THE NEW BINLADEN 05 August, 2014
The Islamic State in Iraq and the
Levant (ISIS), also known as the Islamic State in Iraq and Syria, is the
biggest jihadist group fighting in Iraq and Syria. (S in ISIS stands for the
Arabic word al-Sham, referring normally to the Levant, or the eastern
Mediterranean states.) With its focus shifting to Iraq, the ISIS has scored
many victories this year, starting with the capture of Fallujah in January. It
shocked the world with its audacious takeover of Mosul, the second largest city
of Iraq, in June. One of the richest insurgent groups in the world with assets reportedly
worth $2 billion, it has now its sights set on Baghdad, throwing the Middle
East into a fresh crisis.
The
Invisible Sheikh
It is these qualities that make al
Baghdadi such a hero to his followers. To them he is a leader who has proved
himself in combat (certainly no dry Islamic theologian as al Qaeda’s Ayman
al-Zawahiri). He controls day-to-day operations, which together with his secrecy
only increases his prestige. What he lacks in talk, he makes up for with
ambition. Frustrated with limiting his sadism to Iraq, he formally decided to
expand into Syria on April 8, 2013 and in so doing, morphed ISIS into the
Islamic State of Iraq and the Leant (ISIL)
The Tech Savvy caliphate
Al-Baghdadi has proved to be the
complete 21st century jihadi: Not only financially astute but
internet savvy. The camera phone and broadband internet have propelled ISIS
into the international imagination. Recently, the group abducted and beheaded
an Iraqi police officer and then tweeted a picture of the severed head with the
caption: “This is out ball. It is made of skin World Cup”.

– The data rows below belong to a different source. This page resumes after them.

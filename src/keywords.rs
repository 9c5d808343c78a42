//! Story keywords.
//!
//! [`Keywords`] classifies raw step text by its starting word and supplies the
//! fixed display keywords used for scenario and example-row labels. The
//! defaults are the English keyword set; fixtures may override any of them.
//!
//! ```
//! use storytree::keywords::{Keywords, StepType};
//!
//! let keywords = Keywords::default();
//! assert_eq!(keywords.step_type_for("And the door opens").ok(), Some(StepType::And));
//! assert!(keywords.step_type_for("Perhaps later").is_err());
//! ```

use miette::Diagnostic;
use serde::{Deserialize, Serialize};
use thiserror::Error;

/// Kind of a step, derived from its starting keyword.
#[derive(Debug, Clone, Copy, PartialEq, Eq, Hash, Deserialize, Serialize)]
#[serde(rename_all = "snake_case")]
pub enum StepType {
    /// A precondition.
    Given,
    /// An action.
    When,
    /// An expected outcome.
    Then,
    /// Continues the most recent non-`And` step.
    And,
    /// A commented-out step that is reported but never run.
    Ignorable,
}

/// Errors raised while classifying step text.
#[derive(Debug, Error, Diagnostic, PartialEq, Eq)]
pub enum KeywordError {
    /// No configured starting word begins the step.
    #[error("no starting word found in step {step:?}")]
    #[diagnostic(
        code(storytree::keywords::starting_word_not_found),
        help("steps must begin with a configured keyword such as Given, When, Then or And")
    )]
    StartingWordNotFound {
        /// The offending step text.
        step: String,
    },
}

/// Configurable keyword set.
#[derive(Debug, Clone, PartialEq, Eq, Deserialize, Serialize)]
#[serde(default, deny_unknown_fields)]
pub struct Keywords {
    /// Prefix for scenario labels.
    pub scenario: String,
    /// Prefix for example-row labels.
    pub examples_table_row: String,
    /// Starting word of `Given` steps.
    pub given: String,
    /// Starting word of `When` steps.
    pub when: String,
    /// Starting word of `Then` steps.
    pub then: String,
    /// Starting word of `And` steps.
    pub and: String,
    /// Prefix marking a step as ignorable.
    pub ignorable: String,
}

impl Default for Keywords {
    fn default() -> Self {
        Self {
            scenario: "Scenario:".into(),
            examples_table_row: "Example:".into(),
            given: "Given".into(),
            when: "When".into(),
            then: "Then".into(),
            and: "And".into(),
            ignorable: "!--".into(),
        }
    }
}

impl Keywords {
    /// Display keyword that prefixes scenario labels.
    #[must_use]
    pub fn scenario(&self) -> &str {
        &self.scenario
    }

    /// Display keyword that prefixes example-row labels.
    #[must_use]
    pub fn examples_table_row(&self) -> &str {
        &self.examples_table_row
    }

    /// The starting word configured for `step_type`.
    #[must_use]
    pub fn starting_word(&self, step_type: StepType) -> &str {
        match step_type {
            StepType::Given => &self.given,
            StepType::When => &self.when,
            StepType::Then => &self.then,
            StepType::And => &self.and,
            StepType::Ignorable => &self.ignorable,
        }
    }

    /// Classify `step` by its starting word.
    ///
    /// Keywords are tried in the order `Given`, `When`, `Then`, `And`,
    /// ignorable. A keyword matches when the step starts with it and the next
    /// character is whitespace or the end of the text; the ignorable marker
    /// matches as a plain prefix.
    ///
    /// # Errors
    ///
    /// Returns [`KeywordError::StartingWordNotFound`] when no keyword matches.
    pub fn step_type_for(&self, step: &str) -> Result<StepType, KeywordError> {
        [
            StepType::Given,
            StepType::When,
            StepType::Then,
            StepType::And,
            StepType::Ignorable,
        ]
        .into_iter()
        .find(|ty| self.strip_starting_word(step, *ty).is_some())
        .ok_or_else(|| KeywordError::StartingWordNotFound {
            step: step.to_owned(),
        })
    }

    /// Remove the starting word for `step_type` and any following whitespace.
    ///
    /// Returns `None` when `step` does not start with that word.
    #[must_use]
    pub fn strip_starting_word<'a>(&self, step: &'a str, step_type: StepType) -> Option<&'a str> {
        let word = self.starting_word(step_type);
        if word.is_empty() {
            return None;
        }
        let rest = step.strip_prefix(word)?;
        if step_type == StepType::Ignorable {
            return Some(rest.trim_start());
        }
        match rest.chars().next() {
            None => Some(rest),
            Some(c) if c.is_whitespace() => Some(rest.trim_start()),
            Some(_) => None,
        }
    }
}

ISIS Enters a Divided House
In their desperation to find a
‘strongman’ who was capable of restoring order to the country, the US and UK
then compounded their initial mistake by
settling on Maliki as their preferred candidate, and helping to secure his
election as Iraqi prime minister in April 2006. Maliki was strong, but he was
also a bigot. Capable Sunni ministers were booted out of office on spurious
grounds and the offices of state and the civil service filled with Shias
determined to strengthen their grip on Iraq at the expense of the Sunnis.
The Kurds, meanwhile, have their own
concerns. As the Iraqi army deserted the oil-rich city of Kirkuk (Jerusalem for
Kurds), Kurdish forces moved in. They have little inclination to leave. “Kirkuk
is ours”, said my Kurdish friend Mustafa to me over the phone. And our state is
coming, just watch. Statehood is a centuries
old Kurdish dream and Mustafa was merely echoing a belief now
percolating through Iraqi Kurdistan.
Saudis Fear Shia Iran
Iraq is unraveling. And Iran (which
already holds considerable influence in the country) has stepped gratefully
into the mess. The Revolutionary Guard has two battalions on the ground while
the Quds force chief major General Qassem Suleimani is reportedly in Baghdad
overseeing the fight back. Tehran
considers the fall of Iraq to ISIS an existential threat. It possesses the
resources to ensure this doesn’t happen.
All this has terrified Saudi
Arabia, the region’s “Sunni lion”. The emergence of an increasingly powerful
and anti Sunni Shia Crescent (the notionally crescent shaped region of West
Asia with a high Shia population, stretching from Lebanon right around to
Qatar) has, in Riyadh’s eyes, materialized. Saudi spy chief yourself bin Ali al
Idrisi is fighting a proxy sectarian war with Selemani in Syria as Iranians
battle to keep the Alawite Assad in power and Saudis fund Sunni rebels groups
trying to overthrow him.
Just over a decade ago, the West
decided to reorder Iraq’s internal politics and in so doing, set in motion
events that have reordered West Asia’s geopolitical landscape to Iran’s
benefit. As ISIS continues to advance across Iraq, it is clear that the only
immutable law in West Asia in the one of unintended consequences.
Delhi is also aware of the wider
problem. ISIS has rebooted the jihadi franchise; Sunni in surgents around the
world are watching and hoping to emulate its striking success. Both al Qaueda
and the Pakistan-based Lashkar-e-Toiba are capable of Launching terror strikes
in India, which a possible spurt in violence in Jammu & Kashmir, taking the
Government’s focus away from growth and much-needed economic recovery, also
remains a danger. Prolonged instability
in Iraq could also hike India’s oil prices (Iraq is the coutry’s scond
largest oil supplier after Saudi Arabia) further damaging the economy. The
threat is significant and procimate-not bad for a man who is only 42.